• About this task: Your task is to give the entries back exactly, leaving nothing out.

>>

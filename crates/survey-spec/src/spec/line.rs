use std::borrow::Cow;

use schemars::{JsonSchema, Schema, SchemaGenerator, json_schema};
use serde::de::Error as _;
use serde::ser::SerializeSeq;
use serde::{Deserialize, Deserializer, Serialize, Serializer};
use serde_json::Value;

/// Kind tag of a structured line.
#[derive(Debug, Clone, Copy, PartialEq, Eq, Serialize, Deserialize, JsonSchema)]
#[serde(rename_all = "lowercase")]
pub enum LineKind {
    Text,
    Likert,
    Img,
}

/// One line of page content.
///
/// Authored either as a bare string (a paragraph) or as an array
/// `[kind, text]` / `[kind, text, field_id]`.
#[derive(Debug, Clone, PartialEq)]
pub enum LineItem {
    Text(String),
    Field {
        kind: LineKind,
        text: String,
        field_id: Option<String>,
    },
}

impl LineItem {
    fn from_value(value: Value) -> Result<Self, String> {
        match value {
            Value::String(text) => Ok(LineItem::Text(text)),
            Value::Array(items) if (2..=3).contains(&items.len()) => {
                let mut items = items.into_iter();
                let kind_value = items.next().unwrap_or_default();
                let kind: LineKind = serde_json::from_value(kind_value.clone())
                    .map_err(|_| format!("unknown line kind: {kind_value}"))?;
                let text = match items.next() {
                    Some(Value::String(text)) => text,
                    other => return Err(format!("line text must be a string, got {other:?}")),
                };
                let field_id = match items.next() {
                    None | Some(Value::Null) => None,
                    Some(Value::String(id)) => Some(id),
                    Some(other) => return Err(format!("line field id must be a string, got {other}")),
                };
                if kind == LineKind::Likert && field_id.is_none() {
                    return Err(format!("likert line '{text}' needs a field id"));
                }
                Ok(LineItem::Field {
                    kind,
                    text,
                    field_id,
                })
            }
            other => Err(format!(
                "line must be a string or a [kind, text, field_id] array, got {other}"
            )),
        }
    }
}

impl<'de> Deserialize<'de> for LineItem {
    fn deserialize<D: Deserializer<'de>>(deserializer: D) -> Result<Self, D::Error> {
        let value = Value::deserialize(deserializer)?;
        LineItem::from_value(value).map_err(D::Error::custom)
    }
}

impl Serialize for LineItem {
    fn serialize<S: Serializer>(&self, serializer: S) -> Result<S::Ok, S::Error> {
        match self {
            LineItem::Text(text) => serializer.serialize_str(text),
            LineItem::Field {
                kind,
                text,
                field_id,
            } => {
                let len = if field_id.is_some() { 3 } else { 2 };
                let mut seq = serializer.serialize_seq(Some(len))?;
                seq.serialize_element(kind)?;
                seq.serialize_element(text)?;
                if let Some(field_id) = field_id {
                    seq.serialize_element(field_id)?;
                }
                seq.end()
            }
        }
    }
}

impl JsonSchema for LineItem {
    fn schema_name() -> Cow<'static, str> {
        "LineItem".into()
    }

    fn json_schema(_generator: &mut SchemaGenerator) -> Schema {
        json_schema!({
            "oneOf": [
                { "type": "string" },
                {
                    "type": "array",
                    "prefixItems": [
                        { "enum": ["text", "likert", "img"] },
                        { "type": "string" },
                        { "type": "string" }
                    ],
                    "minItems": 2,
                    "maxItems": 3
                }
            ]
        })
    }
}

<<

• Task answer:
filename crates/survey-spec/src/spec/line.rs
use std::borrow::Cow;

use schemars::{JsonSchema, Schema, SchemaGenerator, json_schema};
use serde::de::Error as _;
use serde::ser::SerializeSeq;
use serde::{Deserialize, Deserializer, Serialize, Serializer};
use serde_json::Value;

/// Kind tag of a structured line.
#[derive(Debug, Clone, Copy, PartialEq, Eq, Serialize, Deserialize, JsonSchema)]
#[serde(rename_all = "lowercase")]
pub enum LineKind {
    Text,
    Likert,
    Img,
}

/// One line of page content.
///
/// Authored either as a bare string (a paragraph) or as an array
/// `[kind, text]` / `[kind, text, field_id]`.
#[derive(Debug, Clone, PartialEq)]
pub enum LineItem {
    Text(String),
    Field {
        kind: LineKind,
        text: String,
        field_id: Option<String>,
    },
}

impl LineItem {
    fn from_value(value: Value) -> Result<Self, String> {
        match value {
            Value::String(text) => Ok(LineItem::Text(text)),
            Value::Array(items) if (2..=3).contains(&items.len()) => {
                let mut items = items.into_iter();
                let kind_value = items.next().unwrap_or_default();
                let kind: LineKind = serde_json::from_value(kind_value.clone())
                    .map_err(|_| format!("unknown line kind: {kind_value}"))?;
                let text = match items.next() {
                    Some(Value::String(text)) => text,
                    other => return Err(format!("line text must be a string, got {other:?}")),
                };
                let field_id = match items.next() {
                    None | Some(Value::Null) => None,
                    Some(Value::String(id)) => Some(id),
                    Some(other) => return Err(format!("line field id must be a string, got {other}")),
                };
                if kind == LineKind::Likert && field_id.is_none() {
                    return Err(format!("likert line '{text}' needs a field id"));
                }
                Ok(LineItem::Field {
                    kind,
                    text,
                    field_id,
                })
            }
            other => Err(format!(
                "line must be a string or a [kind, text, field_id] array, got {other}"
            )),
        }
    }
}

impl<'de> Deserialize<'de> for LineItem {
    fn deserialize<D: Deserializer<'de>>(deserializer: D) -> Result<Self, D::Error> {
        let value = Value::deserialize(deserializer)?;
        LineItem::from_value(value).map_err(D::Error::custom)
    }
}

impl Serialize for LineItem {
    fn serialize<S: Serializer>(&self, serializer: S) -> Result<S::Ok, S::Error> {
        match self {
            LineItem::Text(text) => serializer.serialize_str(text),
            LineItem::Field {
                kind,
                text,
                field_id,
            } => {
                let len = if field_id.is_some() { 3 } else { 2 };
                let mut seq = serializer.serialize_seq(Some(len))?;
                seq.serialize_element(kind)?;
                seq.serialize_element(text)?;
                if let Some(field_id) = field_id {
                    seq.serialize_element(field_id)?;
                }
                seq.end()
            }
        }
    }
}

impl JsonSchema for LineItem {
    fn schema_name() -> Cow<'static, str> {
        "LineItem".into()
    }

    fn json_schema(_generator: &mut SchemaGenerator) -> Schema {
        json_schema!({
            "oneOf": [
                { "type": "string" },
                {
                    "type": "array",
                    "prefixItems": [
                        { "enum": ["text", "likert", "img"] },
                        { "type": "string" },
                        { "type": "string" }
                    ],
                    "minItems": 2,
                    "maxItems": 3
                }
            ]
        })
    }
}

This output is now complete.